I doubt if there are many members of the Lutyens Trust who know the work of John Tweed; the sculptor associated with Lutyens’s great imperial enterprise in New Delhi is Charles Sargeant Jagger (1885-1934) whose Elephants in front of Rashtrapati Bhavan and statue of George V now banished to Coronation Park are familiar to us all. But, John Tweed’s work is worth reappraisal and by the standards of his day he was very successful, though he never became an Associate of the Royal Academy and was dismissed by those who championed modernity. The son of a Glasgow publisher, his early training was at the Glasgow School of Art before he moved south to London and worked in Hamo Thorneycroft’s studio. Paris beckoned and there he met the great Rodin. His father died when he was young and he was burdened with family responsibilities; like most artists his career path was constrained by the need to earn money besides developing his artistic sensibilities. Portraiture, monumental and memorial sculpture were the mainstays of many young sculptors though he always worked on his more personal ‘ideal’ figures. Nicola Capon’s research of John Tweed is not only a study of his work but also of the intricate patterns of patronage where friendships with society figures developed during portrait sittings often led to commissions for public monuments, many of which are found in far flung places, as in Tweed’s case, Aden, Australia and India.

Nicola Capon takes us through Edwin Lutyens’s intervention in March 1893 in securing Tweed the commission for a bas relief for the gable of Groote Schuur in Cape Town, the house designed for Cecil Rhodes by Lutyens’s friend Herbert Baker. The panel was to depict the landing of Jan van Riebeeck, the first European to land in South Africa at the beach next to Table Mountain.
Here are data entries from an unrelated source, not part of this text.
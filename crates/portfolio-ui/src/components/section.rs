//! Section, Card and Pill Components
//!
//! Building blocks for the page body. Sections are reveal targets; cards and
//! pills are plain containers.

use dioxus::prelude::*;
use portfolio_core::content::SectionMeta;
use portfolio_core::reveal::REVEAL_TAG;

/// Class list for a section: the reveal tag plus an optional stagger step.
pub fn section_class(delay: u8) -> String {
    if delay == 0 {
        REVEAL_TAG.to_string()
    } else {
        format!("{} delay-{}", REVEAL_TAG, delay)
    }
}

/// Anchored page section with kicker and title
///
/// # Example
///
/// ```rust,ignore
/// rsx! {
///     Section { meta: ABOUT,
///         Card { "..." }
///     }
/// }
/// ```
#[component]
pub fn Section(meta: SectionMeta, children: Element) -> Element {
    let class = section_class(meta.delay);

    rsx! {
        section { id: meta.id, class: "{class}",
            div { class: "kicker", "{meta.kicker}" }
            h2 { "{meta.title}" }
            {children}
        }
    }
}

#[component]
pub fn Card(children: Element) -> Element {
    rsx! {
        div { class: "card", {children} }
    }
}

/// Small rounded label, e.g. a skill
#[component]
pub fn Pill(label: &'static str) -> Element {
    rsx! {
        span { class: "pill", "{label}" }
    }
}
//! Page-level components.

mod home;

pub use home::Home;
//! Portfolio Core Library
//!
//! Content and behavior behind the portfolio page, independent of any
//! renderer.
//!
//! ## Overview
//!
//! - [`reveal`]: the scroll-triggered reveal controller. Discovers tagged
//!   elements after the first render, watches them through a host
//!   intersection primitive, and toggles a "visible" marker as reports
//!   arrive.
//! - [`protocol`]: JSON messages between the controller's host and the page
//!   script.
//! - [`content`]: the static résumé data the UI renders.
//!
//! ## Quick Start
//!
//! ```ignore
//! use portfolio_core::reveal::{event_channel, RevealController, RevealOptions, REVEAL_TAG};
//!
//! let (events_tx, mut events_rx) = event_channel();
//! let mut controller = RevealController::new(surface, Some(observer));
//!
//! let session = controller.mount(REVEAL_TAG, RevealOptions::default());
//! // host pushes batches into events_tx ...
//! controller.drain(&mut events_rx);
//! controller.stop(session);
//! ```

pub mod content;
pub mod error;
pub mod protocol;
pub mod reveal;

// Re-exports
pub use error::{RevealError, RevealResult};
pub use protocol::{BridgeCommand, BridgeEvent};
pub use reveal::{
    event_channel, EventBatch, EventReceiver, EventSender, Intersection, IntersectionPrimitive,
    ObservationSession, RenderSurface, RevealController, RevealMode, RevealOptions, SessionId,
    TargetId, TargetState, Threshold,
};
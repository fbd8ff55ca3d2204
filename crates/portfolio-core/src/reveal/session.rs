//! Observation session: the live binding between a controller and the
//! targets it currently watches.

use std::collections::{BTreeMap, BTreeSet};

use super::reducer::{reduce, Effect};
use super::types::{Intersection, RevealOptions, SessionId, TargetId, TargetState};
use crate::error::{RevealError, RevealResult};

/// Live watcher state owned by a [`RevealController`](super::RevealController).
///
/// Targets are either pending (in `watched`, still receiving events) or
/// settled (revealed in once mode and no longer observed). A released session
/// holds neither.
#[derive(Debug, Clone, PartialEq)]
pub struct ObservationSession {
    id: SessionId,
    options: RevealOptions,
    watched: BTreeMap<TargetId, TargetState>,
    settled: BTreeSet<TargetId>,
    active: bool,
    degraded: bool,
}

impl ObservationSession {
    /// Register every target as `Watched`. Duplicate ids collapse to one entry.
    pub(crate) fn new(
        id: SessionId,
        options: RevealOptions,
        targets: impl IntoIterator<Item = TargetId>,
    ) -> Self {
        let watched = targets
            .into_iter()
            .map(|target| (target, TargetState::Watched))
            .collect();
        Self {
            id,
            options,
            watched,
            settled: BTreeSet::new(),
            active: true,
            degraded: false,
        }
    }

    /// Session used when the host cannot report intersections: every target
    /// is settled as visible and nothing is watched.
    pub(crate) fn degraded(
        id: SessionId,
        options: RevealOptions,
        targets: impl IntoIterator<Item = TargetId>,
    ) -> Self {
        Self {
            id,
            options,
            watched: BTreeMap::new(),
            settled: targets.into_iter().collect(),
            active: true,
            degraded: true,
        }
    }

    pub fn id(&self) -> SessionId {
        self.id
    }

    pub fn options(&self) -> &RevealOptions {
        &self.options
    }

    pub fn is_active(&self) -> bool {
        self.active
    }

    /// True when the session was started without an intersection primitive.
    pub fn is_degraded(&self) -> bool {
        self.degraded
    }

    pub fn watched_count(&self) -> usize {
        self.watched.len()
    }

    pub fn settled_count(&self) -> usize {
        self.settled.len()
    }

    /// Targets still receiving events, in id order.
    pub fn watched(&self) -> impl Iterator<Item = TargetId> + '_ {
        self.watched.keys().copied()
    }

    /// Targets revealed for good, in id order.
    pub fn settled(&self) -> impl Iterator<Item = TargetId> + '_ {
        self.settled.iter().copied()
    }

    /// Current state of `target` as seen by this session.
    pub fn state_of(&self, target: TargetId) -> TargetState {
        if let Some(state) = self.watched.get(&target) {
            *state
        } else if self.settled.contains(&target) {
            TargetState::Unwatched
        } else {
            TargetState::Unobserved
        }
    }

    /// Reduce one report and return the effects to apply.
    ///
    /// Reports for targets that are not watched (never registered, already
    /// settled, or released with the session) yield `StaleEvent`.
    pub(crate) fn apply(&mut self, entry: Intersection) -> RevealResult<Vec<Effect>> {
        let stale = RevealError::StaleEvent {
            session: self.id,
            target: entry.target,
        };
        if !self.active {
            return Err(stale);
        }
        let Some(state) = self.watched.get(&entry.target).copied() else {
            return Err(stale);
        };

        let transition = reduce(state, entry.intersecting, self.options.mode);
        if transition.next.is_watched() {
            self.watched.insert(entry.target, transition.next);
        } else {
            self.watched.remove(&entry.target);
            self.settled.insert(entry.target);
        }
        Ok(transition.effects)
    }

    /// Deactivate the session and return the targets whose watches must be
    /// released. A second call yields `DoubleRelease`.
    pub(crate) fn release(&mut self) -> RevealResult<Vec<TargetId>> {
        if !self.active {
            return Err(RevealError::DoubleRelease(self.id));
        }
        self.active = false;
        self.settled.clear();
        let released = std::mem::take(&mut self.watched).into_keys().collect();
        Ok(released)
    }
}

#[cfg(test)]
mod tests {
    use super::*;
    use crate::reveal::types::RevealMode;

    fn ids(raw: &[u32]) -> Vec<TargetId> {
        raw.iter().copied().map(TargetId::new).collect()
    }

    #[test]
    fn duplicates_register_once() {
        let session =
            ObservationSession::new(SessionId::new(1), RevealOptions::default(), ids(&[1, 2, 1]));
        assert_eq!(session.watched_count(), 2);
    }

    #[test]
    fn once_moves_target_to_settled() {
        let mut session =
            ObservationSession::new(SessionId::new(1), RevealOptions::default(), ids(&[1, 2]));
        let effects = session
            .apply(Intersection::new(TargetId::new(1), true))
            .unwrap();
        assert_eq!(effects, vec![Effect::SetMarker(true), Effect::Unobserve]);
        assert_eq!(session.state_of(TargetId::new(1)), TargetState::Unwatched);
        assert_eq!(session.watched().collect::<Vec<_>>(), ids(&[2]));
        assert_eq!(session.settled().collect::<Vec<_>>(), ids(&[1]));
    }

    #[test]
    fn settled_target_is_stale() {
        let mut session =
            ObservationSession::new(SessionId::new(1), RevealOptions::default(), ids(&[1]));
        session.apply(Intersection::new(TargetId::new(1), true)).unwrap();
        let err = session
            .apply(Intersection::new(TargetId::new(1), false))
            .unwrap_err();
        assert!(matches!(err, RevealError::StaleEvent { .. }));
    }

    #[test]
    fn toggle_keeps_target_watched() {
        let options = RevealOptions::default().with_mode(RevealMode::Toggle);
        let mut session = ObservationSession::new(SessionId::new(1), options, ids(&[4]));
        session.apply(Intersection::new(TargetId::new(4), true)).unwrap();
        assert_eq!(session.state_of(TargetId::new(4)), TargetState::Visible);
        session.apply(Intersection::new(TargetId::new(4), false)).unwrap();
        assert_eq!(session.state_of(TargetId::new(4)), TargetState::NotVisible);
        assert_eq!(session.watched_count(), 1);
    }

    #[test]
    fn release_empties_and_rejects_second_call() {
        let mut session =
            ObservationSession::new(SessionId::new(2), RevealOptions::default(), ids(&[1, 2, 3]));
        let released = session.release().unwrap();
        assert_eq!(released, ids(&[1, 2, 3]));
        assert!(!session.is_active());
        assert_eq!(session.watched_count(), 0);
        assert_eq!(session.settled_count(), 0);
        assert_eq!(
            session.release().unwrap_err(),
            RevealError::DoubleRelease(SessionId::new(2))
        );
    }

    #[test]
    fn degraded_settles_everything() {
        let session = ObservationSession::degraded(
            SessionId::new(1),
            RevealOptions::default(),
            ids(&[1, 2]),
        );
        assert!(session.is_degraded());
        assert!(session.is_active());
        assert_eq!(session.watched_count(), 0);
        assert!(session.state_of(TargetId::new(2)).is_visible());
    }
}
Collie, (possibly also at Lutyens’s suggestion) supplied Rhodes with antiques and art for Groote Schuur and in 1895 moved out to South Africa to supervise the decoration. This led to the purchase of other works by Tweed; a statuette of Robert Burns, a free standing figure of Riebeeck and a memorial to the Shangani Patrol which had been wiped out in the Jameson invasion of Matabeleland. In 1897 Cecil Rhodes, as Prime Minister of Cape Colony, was in London to give evidence at a government enquiry into the Jameson Raid. Already working for Rhodes, the sculptor was the only artist to ever have the opportunity of portraying this great imperialist from life and the townspeople of Bulawayo asked Tweed to design a statue of Cecil Rhodes which is in Bulawayo.

Relations with Rhodes were often strained and Tweed’s collaboration with Baker on the Shangani Memorial did not end happily either, but in this period Tweed became established as an important artist. Contact with Lutyens continued and a letter dated 1921 from him survives in the Tweed Archive.

Rhodes’s sittings for Tweed had a serendipitous outcome; he introduced him to the Conservative MP who was on the government committee, George Wyndham, scion of Clouds and at the centre of the society group known as the Souls. This introduction encouraged by Detmar Blow, who was a ‘Souls architect’ led to many portrait commissions, executed very much in the style of Rodin. Then there was his devotion to promoting Rodin in England and securing his gift for the Victoria & Albert Museum which placed Tweed in the heart of the art establishment.

Too old to serve in the First World War, Tweed became a war artist and visited the battlefields. Sponsored by another South African, Ernest Oppenheimer, he was asked to submit a design for the Cape Town War Memorial which was not carried out. His time in Flanders was not wasted. In the next 24 years Tweed produced nearly 20 war memorials and sculptural portrayals of soldiers. One wonders how often the paths of Tweed and Lutyens crossed carrying out their sad work in the 1920s.

This detailed study of John Tweed restores him to his proper place in the history of early 20th century British sculpture and gives us another glimpse of the Lutyens circle. Nicola Capon, Reading Museum, Spire Books and the Mellon Centre for Studies in British Art who supported the venture should be congratulated.